Let’s say that we believe we can learn something more about what literary critics call “authorial style” or “genre” by quantitative work. We want to say what that “more” is. We assemble a community of experts, convening a panel of early modernists to identify 10 plays that they feel are comedies based on prevailing definitions (they end in marriage), and 10 they feel are tragedies (a high born hero falls hard). To test these classifications, we randomly ask others in the profession (who were not on the panel) to sort these 20 plays into comedies and tragedies and see how far they diverge from the classifications of our initial panel. That subsequent sorting matches the first one, so we start to treat these labels (comedy/tragedy) as “ground truths” generated by “domain experts.” Now assume that I take a computer program, it doesn’t matter what that program is, and ask for it to count things in these plays and come up with a “recipe” for each genre as identified by our experts. The computer is able to do so, and the recipes make sense to us. (Trivially: comedies are filled with words about love, for example, while tragedies use more words that indicate pain or suffering.) A further twist: because we have an unlimited, thought-experiment budget, we decide to put dozens of early modernists into MRI machines and measure the activity in their brains while they are reading any of these 20 plays. After studying the brain activity of these machine-bound early modernists, we realize that there is a distinctive pattern of brain activity that corresponds with what our domain experts have called “comedies” and “tragedies.” When someone reads a comedy, regions A, B and C become active, whereas when a person reads tragedies, regions C, D, E, and F become active. These patterns are reliably different and track exactly the generic differences between plays that our subjects are reading in the MRI machine.
So now we have three different ways of identifying – or rather, describing – our genre. The first is by expert report: I ask someone to read a play and she says, “This is a comedy.” If asked why, she can give a range of answers, perhaps connected to plot, perhaps to her feelings while reading the play, or even to a memory: “I learned to call this and other plays like it ‘comedies’ in graduate school.” The second is a description, not necessarily competing, in terms of linguistic patterns: “This play and others like it use the conjunction ‘if’ and ‘but’ comparatively more frequently than others in the pool, while using ‘and’ less frequently.” The last description is biological: “This play and others like it produce brain activity in the following regions and not in others.” In our perfect thought experiment, we now have three ways of “getting at genre.” They seem to be parallel descriptions, and if they are functionally equivalent, any one of them might just be treated as a “picture” of the other two. What is a brain scan of an early modernist reading comedy? It is a picture of the speech act: “The play I’m reading right now is a comedy.”
Now the question. The first three acts of a heretofore unknown early modern play are discovered in a Folger manuscript, and we want to say what kind of play it is. We have our choice of either:
• asking an early modernist to read it and make his or her declaration
• running a computer program over it and rating it on our comedy/tragedy classifiers
• having an early modernist read it in an MRI machine and characterizing the play on the basis of brain activity.

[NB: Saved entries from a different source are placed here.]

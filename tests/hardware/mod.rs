//! Hardware-specific tests requiring real serial devices.
//!
//! These tests are ignored by default and require actual hardware to run.
//! They should be run manually with the `--ignored` flag and appropriate
//! environment variables set.

pub mod real_port_tests;
pub mod utils;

Let’s say, for the sake of argument, that you can only pick one of these approaches. Which one would you pick, and why? If this is a good thought experiment, the “why” part should be challenging.
One Comment
It is time that I answered my own question. The answer is, you should choose whatever is easiest, since it doesn’t matter which approach you pick — they are all functionally equivalent.
The “why” part is tricky because to get at it properly you need to change the question. The question cannot really be, “Which method would you pick to get a more accurate result?” Accuracy is not the point. Interpretability is really the key, and for that, you could choose the option that best suits your professional training. (I myself would not want to try to interpret the MRI results.)